──────── Extracted information
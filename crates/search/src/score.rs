//! Token-set similarity scoring.
//!
//! `token_set_ratio` compares the deduplicated token sets of two strings,
//! building three comparison strings from the shared and unique tokens and
//! taking the best pairwise block-matching ratio. Scores land in [0, 100];
//! identical token sets score 100 regardless of token order.

use std::collections::BTreeSet;

/// Similarity between two strings in [0, 100], higher = more alike.
///
/// Symmetric: `token_set_ratio(a, b) == token_set_ratio(b, a)`.
pub fn token_set_ratio(a: &str, b: &str) -> u32 {
    let tokens_a: BTreeSet<String> = a.split_whitespace().map(|t| t.to_lowercase()).collect();
    let tokens_b: BTreeSet<String> = b.split_whitespace().map(|t| t.to_lowercase()).collect();

    let common: Vec<&str> = tokens_a.intersection(&tokens_b).map(|s| s.as_str()).collect();
    let only_a: Vec<&str> = tokens_a.difference(&tokens_b).map(|s| s.as_str()).collect();
    let only_b: Vec<&str> = tokens_b.difference(&tokens_a).map(|s| s.as_str()).collect();

    let s0 = common.join(" ");
    let s1 = join_groups(&common, &only_a);
    let s2 = join_groups(&common, &only_b);

    ratio(&s0, &s1).max(ratio(&s0, &s2)).max(ratio(&s1, &s2))
}

/// Join the shared tokens followed by one side's unique tokens.
fn join_groups(common: &[&str], unique: &[&str]) -> String {
    let mut parts: Vec<&str> = Vec::with_capacity(common.len() + unique.len());
    parts.extend_from_slice(common);
    parts.extend_from_slice(unique);
    parts.join(" ")
}

/// Block-matching ratio: `round(200 * M / (|x| + |y|))` where `M` is the
/// total matched characters under longest-common-block recursion.
///
/// Two empty strings are identical, hence 100. Argument order is
/// canonicalized first so the ratio is symmetric even when several
/// equally-long common blocks exist.
fn ratio(x: &str, y: &str) -> u32 {
    let x_chars: Vec<char> = x.chars().collect();
    let y_chars: Vec<char> = y.chars().collect();
    let total = x_chars.len() + y_chars.len();
    if total == 0 {
        return 100;
    }

    let m = if x <= y {
        matching_chars(&x_chars, &y_chars)
    } else {
        matching_chars(&y_chars, &x_chars)
    };

    ((200.0 * m as f64) / total as f64).round() as u32
}

/// Total matching characters: find the longest common contiguous block,
/// recurse on the remainders to its left and right, and sum the lengths.
fn matching_chars(x: &[char], y: &[char]) -> usize {
    let (size, xi, yi) = longest_common_block(x, y);
    if size == 0 {
        return 0;
    }
    size
        + matching_chars(&x[..xi], &y[..yi])
        + matching_chars(&x[xi + size..], &y[yi + size..])
}

/// Longest common contiguous block of `x` and `y` as `(length, x_start,
/// y_start)`. Ties resolve to the earliest block in `x`, then in `y`.
fn longest_common_block(x: &[char], y: &[char]) -> (usize, usize, usize) {
    let mut best = (0, 0, 0);
    let mut prev = vec![0usize; y.len() + 1];
    let mut curr = vec![0usize; y.len() + 1];

    for i in 0..x.len() {
        for j in 0..y.len() {
            curr[j + 1] = if x[i] == y[j] { prev[j] + 1 } else { 0 };
            let len = curr[j + 1];
            if len > best.0 {
                best = (len, i + 1 - len, j + 1 - len);
            }
        }
        std::mem::swap(&mut prev, &mut curr);
        curr.iter_mut().for_each(|v| *v = 0);
    }

    best
}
────────────────
# What you are asked to do
Nothing in the records should be left out; write all of them out again exactly.

# Written solution
filename crates/search/src/score.rs
//! Token-set similarity scoring.
//!
//! `token_set_ratio` compares the deduplicated token sets of two strings,
//! building three comparison strings from the shared and unique tokens and
//! taking the best pairwise block-matching ratio. Scores land in [0, 100];
//! identical token sets score 100 regardless of token order.

use std::collections::BTreeSet;

/// Similarity between two strings in [0, 100], higher = more alike.
///
/// Symmetric: `token_set_ratio(a, b) == token_set_ratio(b, a)`.
pub fn token_set_ratio(a: &str, b: &str) -> u32 {
    let tokens_a: BTreeSet<String> = a.split_whitespace().map(|t| t.to_lowercase()).collect();
    let tokens_b: BTreeSet<String> = b.split_whitespace().map(|t| t.to_lowercase()).collect();

    let common: Vec<&str> = tokens_a.intersection(&tokens_b).map(|s| s.as_str()).collect();
    let only_a: Vec<&str> = tokens_a.difference(&tokens_b).map(|s| s.as_str()).collect();
    let only_b: Vec<&str> = tokens_b.difference(&tokens_a).map(|s| s.as_str()).collect();

    let s0 = common.join(" ");
    let s1 = join_groups(&common, &only_a);
    let s2 = join_groups(&common, &only_b);

    ratio(&s0, &s1).max(ratio(&s0, &s2)).max(ratio(&s1, &s2))
}

/// Join the shared tokens followed by one side's unique tokens.
fn join_groups(common: &[&str], unique: &[&str]) -> String {
    let mut parts: Vec<&str> = Vec::with_capacity(common.len() + unique.len());
    parts.extend_from_slice(common);
    parts.extend_from_slice(unique);
    parts.join(" ")
}

/// Block-matching ratio: `round(200 * M / (|x| + |y|))` where `M` is the
/// total matched characters under longest-common-block recursion.
///
/// Two empty strings are identical, hence 100. Argument order is
/// canonicalized first so the ratio is symmetric even when several
/// equally-long common blocks exist.
fn ratio(x: &str, y: &str) -> u32 {
    let x_chars: Vec<char> = x.chars().collect();
    let y_chars: Vec<char> = y.chars().collect();
    let total = x_chars.len() + y_chars.len();
    if total == 0 {
        return 100;
    }

    let m = if x <= y {
        matching_chars(&x_chars, &y_chars)
    } else {
        matching_chars(&y_chars, &x_chars)
    };

    ((200.0 * m as f64) / total as f64).round() as u32
}

/// Total matching characters: find the longest common contiguous block,
/// recurse on the remainders to its left and right, and sum the lengths.
fn matching_chars(x: &[char], y: &[char]) -> usize {
    let (size, xi, yi) = longest_common_block(x, y);
    if size == 0 {
        return 0;
    }
    size
        + matching_chars(&x[..xi], &y[..yi])
        + matching_chars(&x[xi + size..], &y[yi + size..])
}

/// Longest common contiguous block of `x` and `y` as `(length, x_start,
/// y_start)`. Ties resolve to the earliest block in `x`, then in `y`.
fn longest_common_block(x: &[char], y: &[char]) -> (usize, usize, usize) {
    let mut best = (0, 0, 0);
    let mut prev = vec![0usize; y.len() + 1];
    let mut curr = vec![0usize; y.len() + 1];

    for i in 0..x.len() {
        for j in 0..y.len() {
            curr[j + 1] = if x[i] == y[j] { prev[j] + 1 } else { 0 };
            let len = curr[j + 1];
            if len > best.0 {
                best = (len, i + 1 - len, j + 1 - len);
            }
        }
        std::mem::swap(&mut prev, &mut curr);
        curr.iter_mut().for_each(|v| *v = 0);
    }

    best
}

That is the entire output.